• [EXERCISE AIM] Using the material below, return exactly the lines between the one holding "impl WorkflowService for" and the one holding "namespace: &str) ->", inclusive, and no others.

• [DATA FOR ANALYSIS]
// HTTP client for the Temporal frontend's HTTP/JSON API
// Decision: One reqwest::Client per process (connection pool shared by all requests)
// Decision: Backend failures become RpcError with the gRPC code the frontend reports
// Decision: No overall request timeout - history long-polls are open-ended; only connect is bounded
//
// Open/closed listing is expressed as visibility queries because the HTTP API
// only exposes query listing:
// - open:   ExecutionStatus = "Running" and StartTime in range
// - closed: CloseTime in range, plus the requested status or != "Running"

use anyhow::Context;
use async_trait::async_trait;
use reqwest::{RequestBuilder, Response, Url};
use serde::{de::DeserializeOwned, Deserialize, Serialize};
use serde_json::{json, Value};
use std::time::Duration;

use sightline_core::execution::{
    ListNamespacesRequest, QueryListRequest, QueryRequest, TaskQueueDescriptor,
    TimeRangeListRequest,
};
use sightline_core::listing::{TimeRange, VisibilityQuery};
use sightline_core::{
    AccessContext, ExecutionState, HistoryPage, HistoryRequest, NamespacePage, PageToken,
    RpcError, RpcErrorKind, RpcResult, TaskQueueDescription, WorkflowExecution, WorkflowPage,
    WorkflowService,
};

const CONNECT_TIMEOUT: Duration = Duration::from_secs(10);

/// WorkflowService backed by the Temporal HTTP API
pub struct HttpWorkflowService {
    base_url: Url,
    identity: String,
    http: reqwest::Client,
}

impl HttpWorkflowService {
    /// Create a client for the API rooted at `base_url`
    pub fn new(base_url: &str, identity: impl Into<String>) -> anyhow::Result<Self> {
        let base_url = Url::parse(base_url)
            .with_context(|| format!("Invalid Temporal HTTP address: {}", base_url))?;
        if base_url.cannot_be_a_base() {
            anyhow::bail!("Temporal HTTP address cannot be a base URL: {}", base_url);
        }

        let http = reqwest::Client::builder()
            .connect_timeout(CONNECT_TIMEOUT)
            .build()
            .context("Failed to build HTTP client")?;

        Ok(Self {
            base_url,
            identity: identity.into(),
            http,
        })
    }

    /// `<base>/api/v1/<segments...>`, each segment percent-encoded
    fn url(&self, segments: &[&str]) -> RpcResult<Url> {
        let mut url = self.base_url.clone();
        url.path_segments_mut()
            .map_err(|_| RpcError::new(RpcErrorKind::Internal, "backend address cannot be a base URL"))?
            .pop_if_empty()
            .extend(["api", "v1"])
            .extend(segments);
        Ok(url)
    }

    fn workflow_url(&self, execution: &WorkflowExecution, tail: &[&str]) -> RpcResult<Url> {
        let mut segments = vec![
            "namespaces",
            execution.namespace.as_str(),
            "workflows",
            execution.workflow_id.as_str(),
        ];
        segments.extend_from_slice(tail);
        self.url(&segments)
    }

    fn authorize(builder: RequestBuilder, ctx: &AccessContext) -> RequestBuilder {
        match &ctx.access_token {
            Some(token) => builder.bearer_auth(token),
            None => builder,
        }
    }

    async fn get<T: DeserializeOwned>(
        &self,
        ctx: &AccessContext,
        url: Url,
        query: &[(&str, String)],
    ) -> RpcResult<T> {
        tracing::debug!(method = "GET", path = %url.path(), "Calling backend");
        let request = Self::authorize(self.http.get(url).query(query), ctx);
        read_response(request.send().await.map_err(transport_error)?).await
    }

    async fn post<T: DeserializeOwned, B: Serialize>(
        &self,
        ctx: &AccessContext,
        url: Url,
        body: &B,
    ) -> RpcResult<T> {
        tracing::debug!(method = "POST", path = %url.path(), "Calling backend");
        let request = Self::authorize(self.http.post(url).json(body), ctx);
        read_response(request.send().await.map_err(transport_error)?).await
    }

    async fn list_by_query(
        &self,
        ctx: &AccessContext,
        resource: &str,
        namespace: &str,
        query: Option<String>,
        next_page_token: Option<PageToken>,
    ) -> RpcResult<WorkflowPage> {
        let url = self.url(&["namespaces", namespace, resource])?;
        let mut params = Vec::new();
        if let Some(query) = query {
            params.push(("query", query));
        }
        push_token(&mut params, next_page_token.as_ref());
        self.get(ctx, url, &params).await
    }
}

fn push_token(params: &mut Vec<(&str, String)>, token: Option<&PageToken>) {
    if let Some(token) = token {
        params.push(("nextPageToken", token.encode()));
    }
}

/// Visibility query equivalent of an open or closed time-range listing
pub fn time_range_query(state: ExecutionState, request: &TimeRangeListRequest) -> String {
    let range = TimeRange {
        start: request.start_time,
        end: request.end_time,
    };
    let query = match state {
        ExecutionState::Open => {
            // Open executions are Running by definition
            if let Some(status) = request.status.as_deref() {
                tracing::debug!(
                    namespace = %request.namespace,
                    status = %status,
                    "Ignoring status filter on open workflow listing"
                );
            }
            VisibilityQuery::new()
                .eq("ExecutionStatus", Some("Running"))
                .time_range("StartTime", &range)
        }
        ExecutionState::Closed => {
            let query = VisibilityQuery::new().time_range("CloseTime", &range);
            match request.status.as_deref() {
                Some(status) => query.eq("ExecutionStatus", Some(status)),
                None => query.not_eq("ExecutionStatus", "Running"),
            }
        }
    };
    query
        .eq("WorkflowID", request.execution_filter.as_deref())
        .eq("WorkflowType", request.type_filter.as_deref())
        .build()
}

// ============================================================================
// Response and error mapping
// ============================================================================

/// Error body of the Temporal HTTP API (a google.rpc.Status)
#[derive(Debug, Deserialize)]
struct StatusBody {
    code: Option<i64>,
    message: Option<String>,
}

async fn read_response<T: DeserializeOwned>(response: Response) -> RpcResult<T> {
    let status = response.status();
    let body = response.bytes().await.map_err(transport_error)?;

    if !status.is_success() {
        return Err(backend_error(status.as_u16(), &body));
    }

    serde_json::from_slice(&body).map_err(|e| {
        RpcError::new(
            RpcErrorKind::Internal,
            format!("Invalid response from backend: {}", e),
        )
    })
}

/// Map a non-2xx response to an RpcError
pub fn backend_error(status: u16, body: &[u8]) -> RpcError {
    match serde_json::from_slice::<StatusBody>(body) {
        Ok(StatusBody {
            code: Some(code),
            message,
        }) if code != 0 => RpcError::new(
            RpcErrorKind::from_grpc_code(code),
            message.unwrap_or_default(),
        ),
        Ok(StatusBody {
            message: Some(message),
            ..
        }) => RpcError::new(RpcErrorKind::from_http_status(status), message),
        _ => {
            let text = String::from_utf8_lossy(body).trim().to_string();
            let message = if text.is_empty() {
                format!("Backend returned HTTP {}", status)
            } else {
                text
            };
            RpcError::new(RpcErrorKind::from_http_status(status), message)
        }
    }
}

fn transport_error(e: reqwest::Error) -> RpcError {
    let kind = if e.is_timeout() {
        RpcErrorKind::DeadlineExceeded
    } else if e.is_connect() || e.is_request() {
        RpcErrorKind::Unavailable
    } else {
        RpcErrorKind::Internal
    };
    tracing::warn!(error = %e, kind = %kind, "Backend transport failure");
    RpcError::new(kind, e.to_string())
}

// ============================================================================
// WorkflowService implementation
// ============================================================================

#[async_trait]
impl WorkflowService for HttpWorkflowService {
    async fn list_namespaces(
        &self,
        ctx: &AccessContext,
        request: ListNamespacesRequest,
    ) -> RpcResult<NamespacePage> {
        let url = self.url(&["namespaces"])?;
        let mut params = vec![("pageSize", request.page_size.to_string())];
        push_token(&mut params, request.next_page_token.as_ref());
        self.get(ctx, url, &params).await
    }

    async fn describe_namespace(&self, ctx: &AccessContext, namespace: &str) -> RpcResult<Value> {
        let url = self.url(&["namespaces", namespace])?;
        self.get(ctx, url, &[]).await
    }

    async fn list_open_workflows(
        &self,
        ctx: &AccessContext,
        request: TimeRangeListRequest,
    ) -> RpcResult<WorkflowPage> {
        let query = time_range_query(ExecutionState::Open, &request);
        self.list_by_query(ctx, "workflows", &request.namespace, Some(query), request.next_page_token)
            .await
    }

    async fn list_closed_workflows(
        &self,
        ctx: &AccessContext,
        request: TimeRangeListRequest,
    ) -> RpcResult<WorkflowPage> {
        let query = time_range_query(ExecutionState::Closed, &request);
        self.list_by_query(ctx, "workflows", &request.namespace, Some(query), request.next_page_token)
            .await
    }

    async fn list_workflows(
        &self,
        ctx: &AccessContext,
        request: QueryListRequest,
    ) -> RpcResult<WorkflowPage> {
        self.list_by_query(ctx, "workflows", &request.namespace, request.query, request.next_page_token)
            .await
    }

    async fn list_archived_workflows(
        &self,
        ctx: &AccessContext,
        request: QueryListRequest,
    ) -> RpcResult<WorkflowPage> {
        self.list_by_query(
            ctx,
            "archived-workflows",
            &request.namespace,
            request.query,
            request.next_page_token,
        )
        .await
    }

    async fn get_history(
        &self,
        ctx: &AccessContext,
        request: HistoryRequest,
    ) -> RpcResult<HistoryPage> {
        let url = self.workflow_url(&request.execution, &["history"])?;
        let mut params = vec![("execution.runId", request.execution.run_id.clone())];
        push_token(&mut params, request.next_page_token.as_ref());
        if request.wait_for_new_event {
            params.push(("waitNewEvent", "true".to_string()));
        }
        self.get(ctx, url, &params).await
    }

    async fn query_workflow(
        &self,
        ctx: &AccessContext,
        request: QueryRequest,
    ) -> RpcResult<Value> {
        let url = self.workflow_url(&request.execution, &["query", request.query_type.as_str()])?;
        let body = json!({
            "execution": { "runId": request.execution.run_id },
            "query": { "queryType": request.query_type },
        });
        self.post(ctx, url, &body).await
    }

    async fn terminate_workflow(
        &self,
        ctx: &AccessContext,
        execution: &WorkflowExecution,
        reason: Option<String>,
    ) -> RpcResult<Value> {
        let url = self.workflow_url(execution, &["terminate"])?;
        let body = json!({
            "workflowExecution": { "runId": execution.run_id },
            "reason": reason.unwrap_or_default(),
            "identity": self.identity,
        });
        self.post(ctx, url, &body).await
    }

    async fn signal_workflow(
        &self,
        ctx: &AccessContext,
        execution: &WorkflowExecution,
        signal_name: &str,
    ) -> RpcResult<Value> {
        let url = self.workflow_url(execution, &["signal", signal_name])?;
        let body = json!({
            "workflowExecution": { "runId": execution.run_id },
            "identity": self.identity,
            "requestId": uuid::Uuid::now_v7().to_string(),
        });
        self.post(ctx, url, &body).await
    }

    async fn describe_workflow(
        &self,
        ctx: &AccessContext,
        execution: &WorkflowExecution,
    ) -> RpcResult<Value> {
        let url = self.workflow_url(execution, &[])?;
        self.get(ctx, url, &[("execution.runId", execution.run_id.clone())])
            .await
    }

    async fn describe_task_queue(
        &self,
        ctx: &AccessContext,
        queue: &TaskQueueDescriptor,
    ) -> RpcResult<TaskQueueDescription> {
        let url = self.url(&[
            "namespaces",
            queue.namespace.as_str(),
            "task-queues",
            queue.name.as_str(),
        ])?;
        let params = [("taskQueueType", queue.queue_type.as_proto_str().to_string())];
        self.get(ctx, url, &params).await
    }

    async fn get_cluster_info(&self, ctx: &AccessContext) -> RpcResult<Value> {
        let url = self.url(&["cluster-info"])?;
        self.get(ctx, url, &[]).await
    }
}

• [EXERCISE ANSWER]
impl WorkflowService for HttpWorkflowService {
    async fn list_namespaces(
        &self,
        ctx: &AccessContext,
        request: ListNamespacesRequest,
    ) -> RpcResult<NamespacePage> {
        let url = self.url(&["namespaces"])?;
        let mut params = vec![("pageSize", request.page_size.to_string())];
        push_token(&mut params, request.next_page_token.as_ref());
        self.get(ctx, url, &params).await
    }

    async fn describe_namespace(&self, ctx: &AccessContext, namespace: &str) -> RpcResult<Value> {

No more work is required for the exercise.